**PROBLEM**
Wherever "VoiceOption" appears in the records below, copy the line that holds it.

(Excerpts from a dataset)

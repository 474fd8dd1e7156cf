//! Long-form narration: split a script into passages, synthesize each one,
//! and stitch the results together.
//!
//! Every passage is saved as `<longform_dir>/<name>/<n>.wav` (1-based), the
//! combined narration as `<output_dir>/<name>.wav`. A later run with a
//! regenerate list only resynthesizes the listed passages and reuses the
//! saved files for the rest.

use crate::audio::{load_audio, write_wav};
use crate::error::{FrontendError, FrontendResult};
use crate::presets::Preset;
use crate::session::{SpeechSession, require_secondary_voices, require_stock_voice};
use crate::text::{SplitMode, split_passages};
use crate::types::{AudioData, SynthesisRequest};
use crate::voices::{VoiceOption, assemble_voices};
use std::collections::BTreeSet;
use std::path::PathBuf;
use std::time::Instant;

#[derive(Debug, Clone)]
pub struct LongformRequest {
    /// Text typed in directly; takes precedence over `script`
    pub text: Option<String>,
    /// Text file read when `text` is blank
    pub script: Option<PathBuf>,
    /// Name of the output file and of the folder holding the passages
    pub name: String,
    pub voice: VoiceOption,
    pub voice_b: VoiceOption,
    pub voice_c: VoiceOption,
    pub preset: Preset,
    pub seed: Option<u64>,
    /// 1-based passage numbers to resynthesize; blank means all
    pub regenerate: String,
    pub split: SplitMode,
}

impl LongformRequest {
    pub fn new(name: impl Into<String>, text: impl Into<String>) -> Self {
        Self {
            text: Some(text.into()),
            script: None,
            name: name.into(),
            voice: VoiceOption::default(),
            voice_b: VoiceOption::Disabled,
            voice_c: VoiceOption::Disabled,
            preset: Preset::default(),
            seed: None,
            regenerate: String::new(),
            split: SplitMode::default(),
        }
    }
}

#[derive(Debug, Clone)]
pub struct LongformOutput {
    pub audio: AudioData,
    pub passages: Vec<String>,
    pub output_path: PathBuf,
}

impl LongformOutput {
    /// `(1) first passage`, one per line
    pub fn listing(&self) -> String {
        numbered_listing(&self.passages)
    }
}

pub fn numbered_listing(passages: &[String]) -> String {
    passages
        .iter()
        .enumerate()
        .map(|(idx, passage)| format!("({}) {}", idx + 1, passage))
        .collect::<Vec<_>>()
        .join("\n")
}

/// Parse a regenerate list such as `"2 5"` or `"2, 5"`.
///
/// Blank input means "regenerate everything" and yields `None`.
pub fn parse_regenerate(input: &str) -> FrontendResult<Option<BTreeSet<usize>>> {
    if input.trim().is_empty() {
        return Ok(None);
    }

    let mut indices = BTreeSet::new();
    for token in input
        .split(|c: char| c == ',' || c.is_whitespace())
        .filter(|t| !t.is_empty())
    {
        let index: usize = token.parse().map_err(|_| {
            FrontendError::validation(format!("Invalid clip index '{}' in regenerate list", token))
        })?;
        if index == 0 {
            return Err(FrontendError::validation(
                "Clip indices start from 1",
            ));
        }
        indices.insert(index);
    }
    Ok(Some(indices))
}

impl SpeechSession {
    /// Narrate a whole script, reusing saved passages outside the regenerate list.
    pub async fn longform(&self, request: LongformRequest) -> FrontendResult<LongformOutput> {
        let name = request.name.trim();
        if name.is_empty() {
            return Err(FrontendError::validation("No name provided"));
        }

        let text = match request.text.as_deref() {
            Some(text) if !text.trim().is_empty() => text.to_string(),
            _ => {
                let script = request.script.as_ref().ok_or_else(|| {
                    FrontendError::validation(
                        "Please provide either text or script file with content.",
                    )
                })?;
                let contents = tokio::fs::read_to_string(script).await?;
                if contents.trim().is_empty() {
                    return Err(FrontendError::validation(
                        "Please provide either text or script file with content.",
                    ));
                }
                contents
            }
        };

        let regenerate = parse_regenerate(&request.regenerate)?;
        require_stock_voice(request.voice)?;
        require_secondary_voices([request.voice_b, request.voice_c])?;

        let passages = split_passages(&text, request.split, self.config.split);
        if passages.is_empty() {
            return Err(FrontendError::validation(
                "The text contains nothing to narrate.",
            ));
        }

        let passage_dir = self.config.longform_dir.join(name);
        let passage_path = |number: usize| passage_dir.join(format!("{number}.wav"));
        let reuse = |number: usize| {
            regenerate
                .as_ref()
                .is_some_and(|wanted| !wanted.contains(&number))
        };

        if let Some(wanted) = &regenerate
            && let Some(beyond) = wanted.iter().find(|&&n| n > passages.len())
        {
            log::warn!(
                "Regenerate index {} is past the last passage ({})",
                beyond,
                passages.len()
            );
        }
        for number in (1..=passages.len()).filter(|&n| reuse(n)) {
            let path = passage_path(number);
            let saved = tokio::fs::metadata(&path)
                .await
                .is_ok_and(|meta| meta.is_file());
            if !saved {
                return Err(FrontendError::validation(format!(
                    "Passage {} has no saved audio at {}; add it to the regenerate list",
                    number,
                    path.display()
                )));
            }
        }

        tokio::fs::create_dir_all(&passage_dir).await?;

        let voices = assemble_voices(request.voice, request.voice_b, request.voice_c);
        let material = if voices.len() == 1 {
            self.store.load_voice(voices[0]).await?
        } else {
            self.store.load_voices(&voices).await?
        };

        log::info!(
            "Narrating '{}' as {} passage(s) with voice(s) [{}]",
            name,
            passages.len(),
            crate::voices::join_identifiers(&voices)
        );
        let started = Instant::now();
        let sample_rate = self.model.output_sample_rate();
        let template =
            SynthesisRequest::new(String::new(), material, request.preset).with_seed(request.seed);

        let mut parts = Vec::with_capacity(passages.len());
        for (idx, passage) in passages.iter().enumerate() {
            let number = idx + 1;
            let path = passage_path(number);

            if reuse(number) {
                log::debug!("Reusing passage {} from {}", number, path.display());
                parts.push(read_passage(path, sample_rate).await?);
                continue;
            }

            log::info!("Synthesizing passage {}/{}", number, passages.len());
            let passage_request = SynthesisRequest {
                text: passage.clone(),
                ..template.clone()
            };
            let audio = self.model.tts_with_preset(passage_request).await?.into_first()?;
            parts.push(save_audio(path, audio).await?);
        }

        let audio = AudioData::concat(&parts)?;
        let output_path = self.config.output_dir.join(format!("{name}.wav"));
        let audio = save_audio(output_path.clone(), audio).await?;
        log::info!(
            "Wrote {:.1}s narration to {}",
            audio.duration_secs(),
            output_path.display()
        );

        self.log_run(
            &self.script_log,
            voices,
            passages.join(" "),
            request.preset,
            started,
            request.seed,
        );

        Ok(LongformOutput {
            audio,
            passages,
            output_path,
        })
    }
}

async fn read_passage(path: PathBuf, sample_rate: u32) -> FrontendResult<AudioData> {
    tokio::task::spawn_blocking(move || load_audio(&path, sample_rate))
        .await
        .map_err(std::io::Error::from)?
}

/// Write `audio` to `path` off the async runtime and hand it back.
async fn save_audio(path: PathBuf, audio: AudioData) -> FrontendResult<AudioData> {
    tokio::task::spawn_blocking(move || write_wav(&path, &audio).map(|()| audio))
        .await
        .map_err(std::io::Error::from)?
}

**YOUR RESPONSE**
use crate::voices::{VoiceOption, assemble_voices};
    pub voice: VoiceOption,
    pub voice_b: VoiceOption,
    pub voice_c: VoiceOption,
            voice: VoiceOption::default(),
            voice_b: VoiceOption::Disabled,
            voice_c: VoiceOption::Disabled,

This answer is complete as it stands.